I was therefore keen to find out what the Sword of Stalingrad was.

Wikipedia came to the rescue and informed me that it is a double-edged, two handled longsword, approximately four feet long, with a solid silver crossguard, inscribed in both Russian and English:

To the steel-hearted citizens of Stalingrad.

The gift of King George VI.

In token of the homage of the British people.

It was presented by Prime Minister Winston Churchill to Marshal Joseph Stalin at a ceremony during the Tehran Conference, in the presence of President Franklin D. Roosevelt and a Guard of Honour. It pays homage from the British people to the Soviet defenders of Stalingrad during the Battle of Stalingrad (1942-1943).

The original design of the sword was by R.M.W.Gleadowe, a fine arts don from the University of Oxford. The sword was manufactured by Wilkinson Sword.

The description, from Wikipedia states that the hand grip is bound in 18 carat gold wire and has a pommel of rock crystal with a gold rose of England. Each end of the 10-inch crossguard is fashioned in the likeness of the head of a leopard and finished with parcel gilt.

The 36-inch double-edged blade is lenticular in cross-section and hand-forged from the finest Sheffield steel.

The scabbard was made from Persian lamb skin dyed crimson. It is decorated with the Royal Arms, the Crown and Cypher in silver gilt with five silver mounts and three rubies mounted on gold stars.
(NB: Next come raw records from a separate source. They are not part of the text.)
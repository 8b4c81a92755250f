//! Token manager integration tests against the scripted transport.

mod common;

use std::time::Duration;

use ticketsync_sdk::{config, ErrorKind, Method, SyncError};

// ---------------------------------------------------------------------------
// get_access_token
// ---------------------------------------------------------------------------

#[tokio::test]
async fn first_call_performs_password_grant() {
    let (sdk, transport, _clock) = common::setup();

    let token = sdk.tokens().get_access_token().await.unwrap();
    assert_eq!(token, "access-1");

    let requests = transport.token_requests();
    assert_eq!(requests.len(), 1);
    let body = requests[0].body.as_ref().unwrap();
    assert_eq!(body["grant_type"], "password");
    assert_eq!(body["username"], "svc-user");
    assert_eq!(body["password"], "svc-pass");
    assert!(requests[0].bearer.is_none());
}

#[tokio::test]
async fn valid_token_is_reused_without_network() {
    let (sdk, transport, clock) = common::setup();

    sdk.tokens().get_access_token().await.unwrap();
    clock.advance_ms(30 * 60 * 1000);
    let again = sdk.tokens().get_access_token().await.unwrap();

    assert_eq!(again, "access-1");
    assert_eq!(transport.token_requests().len(), 1);
}

#[tokio::test(start_paused = true)]
async fn concurrent_first_calls_share_one_grant() {
    let (sdk, transport, _clock) = common::setup();
    transport.delay(Method::Post, config::TOKEN_ENDPOINT, Duration::from_millis(200));

    let (first, second) = tokio::join!(
        sdk.tokens().get_access_token(),
        sdk.tokens().get_access_token(),
    );

    assert_eq!(first.unwrap(), "access-1");
    assert_eq!(second.unwrap(), "access-1");
    assert_eq!(transport.token_requests().len(), 1);
    assert_eq!(transport.max_in_flight(), 1);
}

#[tokio::test]
async fn token_with_61_seconds_left_is_valid() {
    let (sdk, transport, clock) = common::setup();
    transport.push_token_response(200, common::token_json("short", "r", 120).to_string());

    sdk.tokens().get_access_token().await.unwrap();
    clock.advance_ms(59 * 1000);

    assert_eq!(sdk.tokens().get_access_token().await.unwrap(), "short");
    assert_eq!(transport.token_requests().len(), 1);
}

#[tokio::test]
async fn token_with_59_seconds_left_is_expired() {
    let (sdk, transport, clock) = common::setup();
    transport.push_token_response(200, common::token_json("short", "r", 120).to_string());

    sdk.tokens().get_access_token().await.unwrap();
    clock.advance_ms(61 * 1000);

    assert_eq!(sdk.tokens().get_access_token().await.unwrap(), "access-1");
    assert_eq!(transport.grant_types(), vec!["password", "password"]);
}

#[tokio::test]
async fn unsuccessful_status_is_rejected() {
    let (sdk, transport, _clock) = common::setup();
    transport.push_token_response(
        200,
        r#"{"status":"error","access_token":"x","refresh_token":"y","expires_in":3600}"#,
    );

    let err = sdk.tokens().get_access_token().await.unwrap_err();
    assert!(matches!(err, SyncError::Authentication(ref m) if m == "Invalid response"));
    assert!(sdk.tokens().store().get().is_none());
}

#[tokio::test]
async fn non_2xx_grant_is_authentication_error() {
    let (sdk, transport, _clock) = common::setup();
    transport.push_token_response(401, r#"{"message":"bad credentials"}"#);

    let err = sdk.tokens().get_access_token().await.unwrap_err();
    assert_eq!(err.kind(), ErrorKind::Authentication);
    assert!(err.to_string().contains("401"));
}

// ---------------------------------------------------------------------------
// refresh_access_token
// ---------------------------------------------------------------------------

#[tokio::test]
async fn refresh_uses_refresh_token_grant() {
    let (sdk, transport, _clock) = common::setup();

    sdk.tokens().get_access_token().await.unwrap();
    let refreshed = sdk.tokens().refresh_access_token().await.unwrap();

    assert_eq!(refreshed, "access-2");
    assert_eq!(transport.grant_types(), vec!["password", "refresh_token"]);
    let body = transport.token_requests()[1].body.clone().unwrap();
    assert_eq!(body["refresh_token"], "refresh-1");
}

#[tokio::test]
async fn failed_refresh_falls_back_to_password_grant() {
    let (sdk, transport, _clock) = common::setup();

    sdk.tokens().get_access_token().await.unwrap();
    transport.push_token_response(500, "upstream unavailable");
    let token = sdk.tokens().refresh_access_token().await.unwrap();

    assert_eq!(token, "access-2");
    assert_eq!(
        transport.grant_types(),
        vec!["password", "refresh_token", "password"]
    );
}

#[tokio::test]
async fn refresh_without_stored_token_uses_password_grant() {
    let (sdk, transport, _clock) = common::setup();

    let token = sdk.tokens().refresh_access_token().await.unwrap();
    assert_eq!(token, "access-1");
    assert_eq!(transport.grant_types(), vec!["password"]);
}

// ---------------------------------------------------------------------------
// Session scope
// ---------------------------------------------------------------------------

#[tokio::test]
async fn logout_forces_a_new_grant() {
    let (sdk, transport, _clock) = common::setup();

    sdk.tokens().get_access_token().await.unwrap();
    sdk.logout();
    assert!(sdk.tokens().store().get().is_none());

    assert_eq!(sdk.tokens().get_access_token().await.unwrap(), "access-2");
    assert_eq!(transport.token_requests().len(), 2);
}

#[tokio::test]
async fn tokens_never_reach_the_persistent_cache() {
    let (sdk, _transport, _clock) = common::setup();

    sdk.tokens().get_access_token().await.unwrap();
    assert!(sdk.cache().keys().unwrap().is_empty());
}

#[tokio::test]
async fn stored_token_expiry_is_relative_to_clock() {
    let (sdk, _transport, _clock) = common::setup();

    sdk.tokens().get_access_token().await.unwrap();
    let token = sdk.tokens().store().get().unwrap();
    assert_eq!(token.expires_at, common::NOW + 3600 * 1000);
    assert_eq!(token.refresh_token, "refresh-1");
}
In its time it was celebrated as one of the last masterpieces in swordmaking craftsmanship from the modern age.

The sword is now displayed at the Battle of Stalingrad Museum in Volvograd (formerly Stalingrad) in southwest Russia, on the western bank of the Volga River.

Thank you so much Alan, for spotting this and doing the research. Good to record a time of friendly relations with Russia…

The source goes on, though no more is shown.